Anaerobic l-α-Glycerophosphate Dehydrogenase of Escherichia coli: Its Genetic Locus and Its Physiological Role

摘要

In mutant cells of Escherichia coli missing the particulate l-α-glycerophosphate (l-α-GP) dehydrogenase necessary for aerobic growth on glycerol or l-αGP, a soluble, flavine-dependent l-α-GP dehydrogenase supports normal anaerobic growth rates on either of the two substrates with fumarate or nitrate as exogenous hydrogen acceptor. In an experiment in which glycerol served as the carbon source and nitrate as the acceptor, the growth of such a mutant was arrested upon the admission of air, whereas the growth of wild-type cells continued smoothly. Mutant cells lacking the soluble l-α-GP dehydrogenase, but possessing the particulate enzyme, can grow at normal rates aerobically on glycerol and l-α-GP or anaerobically on these compounds with nitrate, but not fumarate, as the hydrogen acceptor. Double mutants lacking both of the dehydrogenases fail to show significant growth on either glycerol or l-α-GP under any condition.

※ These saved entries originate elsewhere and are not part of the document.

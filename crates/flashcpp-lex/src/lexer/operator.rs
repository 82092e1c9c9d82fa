//! Operator and punctuator lexing.

use crate::token::{OperatorKind as Op, PunctuatorKind as P, TokenKind};
use crate::Lexer;

impl<'a> Lexer<'a> {
    /// `+`, `++`, `+=`
    pub fn lex_plus(&mut self) -> TokenKind {
        self.cursor.advance();
        if self.cursor.match_char('+') {
            TokenKind::Operator(Op::Inc)
        } else if self.cursor.match_char('=') {
            TokenKind::Operator(Op::PlusEq)
        } else {
            TokenKind::Operator(Op::Plus)
        }
    }

    /// `-`, `--`, `->`, `->*`, `-=`
    pub fn lex_minus(&mut self) -> TokenKind {
        self.cursor.advance();
        if self.cursor.match_char('-') {
            TokenKind::Operator(Op::Dec)
        } else if self.cursor.match_char('>') {
            if self.cursor.match_char('*') {
                TokenKind::Operator(Op::ArrowStar)
            } else {
                TokenKind::Operator(Op::Arrow)
            }
        } else if self.cursor.match_char('=') {
            TokenKind::Operator(Op::MinusEq)
        } else {
            TokenKind::Operator(Op::Minus)
        }
    }

    /// `*`, `*=`
    pub fn lex_star(&mut self) -> TokenKind {
        self.cursor.advance();
        if self.cursor.match_char('=') {
            TokenKind::Operator(Op::StarEq)
        } else {
            TokenKind::Operator(Op::Star)
        }
    }

    /// `/`, `//`, `/* */`, `/=`
    pub fn lex_slash(&mut self) -> TokenKind {
        self.cursor.advance();

        if self.cursor.match_char('/') {
            while !self.cursor.is_at_end() && self.cursor.current_char() != '\n' {
                self.cursor.advance();
            }
            self.skip_whitespace_and_comments();
            return self.lex_one_kind_after_comment();
        }

        if self.cursor.match_char('*') {
            self.skip_block_comment();
            self.skip_whitespace_and_comments();
            return self.lex_one_kind_after_comment();
        }

        if self.cursor.match_char('=') {
            TokenKind::Operator(Op::SlashEq)
        } else {
            TokenKind::Operator(Op::Slash)
        }
    }

    /// Re-enters token dispatch after a comment was skipped mid-token; used
    /// only from within `lex_slash` so a `// comment` or `/* ... */` run
    /// doesn't itself become a token.
    fn lex_one_kind_after_comment(&mut self) -> TokenKind {
        self.token_start = self.cursor.position();
        self.token_start_line = self.cursor.line();
        self.token_start_column = self.cursor.column();
        self.lex_one_kind()
    }

    /// `%`, `%=`
    pub fn lex_percent(&mut self) -> TokenKind {
        self.cursor.advance();
        if self.cursor.match_char('=') {
            TokenKind::Operator(Op::PercentEq)
        } else {
            TokenKind::Operator(Op::Percent)
        }
    }

    /// `=`, `==`
    pub fn lex_equals(&mut self) -> TokenKind {
        self.cursor.advance();
        if self.cursor.match_char('=') {
            TokenKind::Operator(Op::Eq)
        } else {
            TokenKind::Operator(Op::Assign)
        }
    }

    /// `!`, `!=`
    pub fn lex_bang(&mut self) -> TokenKind {
        self.cursor.advance();
        if self.cursor.match_char('=') {
            TokenKind::Operator(Op::NotEq)
        } else {
            TokenKind::Operator(Op::LogicalNot)
        }
    }

    /// `<`, `<=`, `<=>`, `<<`, `<<=`
    pub fn lex_less(&mut self) -> TokenKind {
        self.cursor.advance();
        if self.cursor.match_char('=') {
            if self.cursor.match_char('>') {
                TokenKind::Operator(Op::Spaceship)
            } else {
                TokenKind::Operator(Op::LtEq)
            }
        } else if self.cursor.match_char('<') {
            if self.cursor.match_char('=') {
                TokenKind::Operator(Op::ShlEq)
            } else {
                TokenKind::Operator(Op::Shl)
            }
        } else {
            TokenKind::Operator(Op::Lt)
        }
    }

    /// `>`, `>=`, `>>`, `>>=`. Splitting `>>` into two `>` in template
    /// argument lists happens one layer up, in the buffered consume/peek
    /// path (§4.1), not here.
    pub fn lex_greater(&mut self) -> TokenKind {
        self.cursor.advance();
        if self.cursor.match_char('=') {
            TokenKind::Operator(Op::GtEq)
        } else if self.cursor.match_char('>') {
            if self.cursor.match_char('=') {
                TokenKind::Operator(Op::ShrEq)
            } else {
                TokenKind::Operator(Op::Shr)
            }
        } else {
            TokenKind::Operator(Op::Gt)
        }
    }

    /// `&`, `&&`, `&=`
    pub fn lex_ampersand(&mut self) -> TokenKind {
        self.cursor.advance();
        if self.cursor.match_char('&') {
            TokenKind::Operator(Op::AndAnd)
        } else if self.cursor.match_char('=') {
            TokenKind::Operator(Op::AmpEq)
        } else {
            TokenKind::Operator(Op::Amp)
        }
    }

    /// `|`, `||`, `|=`
    pub fn lex_pipe(&mut self) -> TokenKind {
        self.cursor.advance();
        if self.cursor.match_char('|') {
            TokenKind::Operator(Op::OrOr)
        } else if self.cursor.match_char('=') {
            TokenKind::Operator(Op::PipeEq)
        } else {
            TokenKind::Operator(Op::Pipe)
        }
    }

    /// `^`, `^=`
    pub fn lex_caret(&mut self) -> TokenKind {
        self.cursor.advance();
        if self.cursor.match_char('=') {
            TokenKind::Operator(Op::CaretEq)
        } else {
            TokenKind::Operator(Op::Caret)
        }
    }

    /// `~`
    pub fn lex_tilde(&mut self) -> TokenKind {
        self.cursor.advance();
        TokenKind::Operator(Op::Tilde)
    }

    /// `:`, `::`
    pub fn lex_colon(&mut self) -> TokenKind {
        self.cursor.advance();
        if self.cursor.match_char(':') {
            TokenKind::Punctuator(P::ColonColon)
        } else {
            TokenKind::Punctuator(P::Colon)
        }
    }

    /// `.`, `.*`, `...`
    pub fn lex_dot(&mut self) -> TokenKind {
        self.cursor.advance();
        if self.cursor.match_char('*') {
            TokenKind::Operator(Op::DotStar)
        } else if self.cursor.current_char() == '.' && self.cursor.peek_char(1) == '.' {
            self.cursor.advance();
            self.cursor.advance();
            TokenKind::Punctuator(P::Ellipsis)
        } else {
            TokenKind::Operator(Op::Dot)
        }
    }
}

#[cfg(test)]
mod tests {
    use crate::token::{OperatorKind, PunctuatorKind, TokenKind};
    use flashcpp_util::{Handler, StringInterner};

    fn lex_op(source: &str) -> TokenKind {
        let mut handler = Handler::new();
        let mut interner = StringInterner::new();
        let mut lexer = crate::Lexer::new(source, &mut handler, &mut interner);
        lexer.consume().kind
    }

    #[test]
    fn arrow_and_arrow_star() {
        assert_eq!(lex_op("->"), TokenKind::Operator(OperatorKind::Arrow));
        assert_eq!(lex_op("->*"), TokenKind::Operator(OperatorKind::ArrowStar));
    }

    #[test]
    fn spaceship() {
        assert_eq!(lex_op("<=>"), TokenKind::Operator(OperatorKind::Spaceship));
    }

    #[test]
    fn shift_left_and_shift_left_eq() {
        assert_eq!(lex_op("<<"), TokenKind::Operator(OperatorKind::Shl));
        assert_eq!(lex_op("<<="), TokenKind::Operator(OperatorKind::ShlEq));
    }

    #[test]
    fn shift_right_not_split_outside_template_mode() {
        assert_eq!(lex_op(">>"), TokenKind::Operator(OperatorKind::Shr));
    }

    #[test]
    fn ellipsis() {
        assert_eq!(lex_op("..."), TokenKind::Punctuator(PunctuatorKind::Ellipsis));
    }

    #[test]
    fn double_colon() {
        assert_eq!(lex_op("::"), TokenKind::Punctuator(PunctuatorKind::ColonColon));
    }

    #[test]
    fn dot_star() {
        assert_eq!(lex_op(".*"), TokenKind::Operator(OperatorKind::DotStar));
    }
}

Mutations affecting the anaerobic dehydrogenase (glpA locus) are situated at about minute 43 of the Taylor map, just clockwise beyond glpT, and show cotransduction with purF (1.5%), glpT (91%), and nalA (50%). The anaerobic dehydrogenase is a member of the glp regulon as judged by its inducibility by l-α-GP and by its constitutive formation in strains of glpR^c genotype. The level of the anaerobic dehydrogenase is about the same in cells grown either aerobically or anaerobically with nitrate serving as a terminal hydrogen acceptor. With fumarate as terminal acceptor, the level is elevated several fold.